Despite the effects of the global financial crisis and a spike in milk prices in Bulgaria, EBRD investment is helping crisis-hit Fama, Bulgaria's third largest dairy producer, recover and flourish.
“We were caught in a perfect storm last year,” Robert Luke, chairman of the board of directors at Bulgarian dairy company Fama, says of 2008. “Everything that could go wrong did go wrong.”
That was the year the cost of milk shot up 50 per cent in the space of a few weeks due to the international food price crisis. At the same time, the global liquidity shortage transformed Fama’s relationship with its creditors almost overnight: banks around the world were suddenly unwilling to continue providing the working capital on which their clients relied.
“Because we were at the start of the recession, dairy companies were unable to pass on the increased cost of milk to consumers,” Mr Luke recalls. “So very significant losses were made throughout the industry.” Only 12 months previously, Spanish-based private equity firm GED Capital Development had bought Fama and started an ambitious turnaround programme. It aimed to build on the family-owned company’s leading position in north-east Bulgaria and transform Fama into a national player with modern and transparent business practices.
Crucial EBRD investment
Despite the big rise in milk prices and the financial and economic crisis, the turnaround is still ongoing and Fama ranks as Bulgaria’s third biggest dairy producer.

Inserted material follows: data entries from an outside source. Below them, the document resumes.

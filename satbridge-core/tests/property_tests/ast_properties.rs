//! Property-based tests for AST operations
//!
//! This module tests fundamental properties of the term manager such as:
//! - Term construction and uniqueness
//! - Fresh constant naming
//! - Printing of deep terms

use proptest::prelude::*;
use satbridge_core::ast::{TermId, TermKind, TermManager};

/// Strategy for generating small integers
fn small_int_strategy() -> impl Strategy<Value = i64> {
    -100i64..100i64
}

/// Strategy for generating variable names
fn var_name_strategy() -> impl Strategy<Value = String> {
    "[a-z][0-9]?".prop_map(|s| s.to_string())
}

proptest! {
    // =====================================
    // Term Construction Properties
    // =====================================

    /// Creating the same integer constant twice yields the same TermId
    #[test]
    fn integer_constant_uniqueness(n in small_int_strategy()) {
        let mut tm = TermManager::new();
        let t1 = tm.mk_int(n);
        let t2 = tm.mk_int(n);
        prop_assert_eq!(t1, t2);
    }

    /// Boolean constants are fixed terms
    #[test]
    fn boolean_constant_uniqueness(b in proptest::bool::ANY) {
        let tm = TermManager::new();
        prop_assert_eq!(tm.mk_bool(b), tm.mk_bool(b));
        prop_assert_ne!(tm.mk_bool(b), tm.mk_bool(!b));
    }

    /// Variables with the same name and sort have the same TermId
    #[test]
    fn variable_uniqueness(name in var_name_strategy()) {
        let mut tm = TermManager::new();
        let sort = tm.sorts.int_sort;
        let v1 = tm.mk_var(&name, sort);
        let v2 = tm.mk_var(&name, sort);
        prop_assert_eq!(v1, v2);
        prop_assert_eq!(tm.name_of(v1), Some(name.as_str()));
    }

    /// Same name under different sorts gives different terms
    #[test]
    fn variable_sort_distinguishes(name in var_name_strategy()) {
        let mut tm = TermManager::new();
        let b = tm.mk_var(&name, tm.sorts.bool_sort);
        let i = tm.mk_var(&name, tm.sorts.int_sort);
        prop_assert_ne!(b, i);
        prop_assert!(tm.is_bool_const(b));
        prop_assert!(!tm.is_bool_const(i));
        prop_assert!(tm.is_uninterp_const(i));
    }

    /// Double negation is not simplified
    #[test]
    fn double_negation_is_kept(b in proptest::bool::ANY) {
        let mut tm = TermManager::new();
        let t = tm.mk_bool(b);
        let not_t = tm.mk_not(t);
        let not_not_t = tm.mk_not(not_t);
        prop_assert_ne!(not_not_t, t);
        prop_assert_eq!(tm.get(not_not_t).map(|term| term.kind.clone()), Some(TermKind::Not(not_t)));
    }

    /// Disjunctions with the same arguments are shared, argument order matters
    #[test]
    fn or_hash_consing(names in prop::collection::vec(var_name_strategy(), 2..6)) {
        let mut tm = TermManager::new();
        let sort = tm.sorts.bool_sort;
        let args: Vec<TermId> = names.iter().map(|n| tm.mk_var(n, sort)).collect();
        let o1 = tm.mk_or(args.clone());
        let o2 = tm.mk_or(args.clone());
        prop_assert_eq!(o1, o2);

        let mut reversed = args.clone();
        reversed.reverse();
        if reversed != args {
            prop_assert_ne!(tm.mk_or(reversed), o1);
        }
    }

    // =====================================
    // Fresh Constants
    // =====================================

    /// Fresh constants never collide with existing names
    #[test]
    fn fresh_constants_are_new(taken in prop::collection::vec(0u32..8, 0..8), n in 1usize..10) {
        let mut tm = TermManager::new();
        let sort = tm.sorts.bool_sort;
        let mut existing: Vec<TermId> = taken
            .iter()
            .map(|i| tm.mk_var(&format!("k!{i}"), sort))
            .collect();
        for _ in 0..n {
            let fresh = tm.mk_fresh_const("k", sort);
            prop_assert!(!existing.contains(&fresh));
            existing.push(fresh);
        }
    }

    // =====================================
    // Printing
    // =====================================

    /// Printing a negation chain does not depend on native recursion
    #[test]
    fn deep_negation_prints(depth in 1usize..5000) {
        let mut tm = TermManager::new();
        let mut t = tm.mk_var("p", tm.sorts.bool_sort);
        for _ in 0..depth {
            t = tm.mk_not(t);
        }
        let shown = tm.display(t);
        prop_assert_eq!(shown.matches("(not ").count(), depth);
        prop_assert!(shown.ends_with(&")".repeat(depth)));
    }
}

An EBRD crisis-response investment of up to €5.5 million is aimed at helping the company to continue this process whilst also shoring up its finances in what remains a challenging climate.
“Fama has become a professionally-managed company with best business practices from corporate governance to quality control,” says Sofia-based Associate Banker Borislava Gabrovska from the EBRD.
“They are building strong links with local milk farmers, improving their production facilities, developing their own distribution network and raising the overall industry standards,” adds Anna Mangova, an associate banker in the EBRD’s Agribusiness team. “So this is a very appealing project from a transitional perspective.”
GED purchased Fama through its Eastern Fund II. As the single biggest investor in the fund, the EBRD has established a strong relationship with GED over the last 14 years. Fama is the fund’s first project in Bulgaria, but GED has a good track record of turning around companies in neighbouring Romania. Mr Luke, who is also GED Capital Development’s managing director, remains upbeat about Fama’s long-term future.
A brighter future
“The Bulgarian dairy market is very fragmented, especially when it comes to cheese products,” he says. “But it is virtually impossible for small companies to compete with a well-managed business like Fama that is fully up to western standards.
“That status also means that, when it is time for us to exit, we will be able to sell Fama to a strategic investor.”
In the meantime, Mr Luke is appreciative of the EBRD’s help in steering Fama through its current difficulties.
“In Bulgaria, with regard to this type of problem, the EBRD is the only game in town,” he says. “The Bank’s additionality is absolutely clear and evident to everybody.”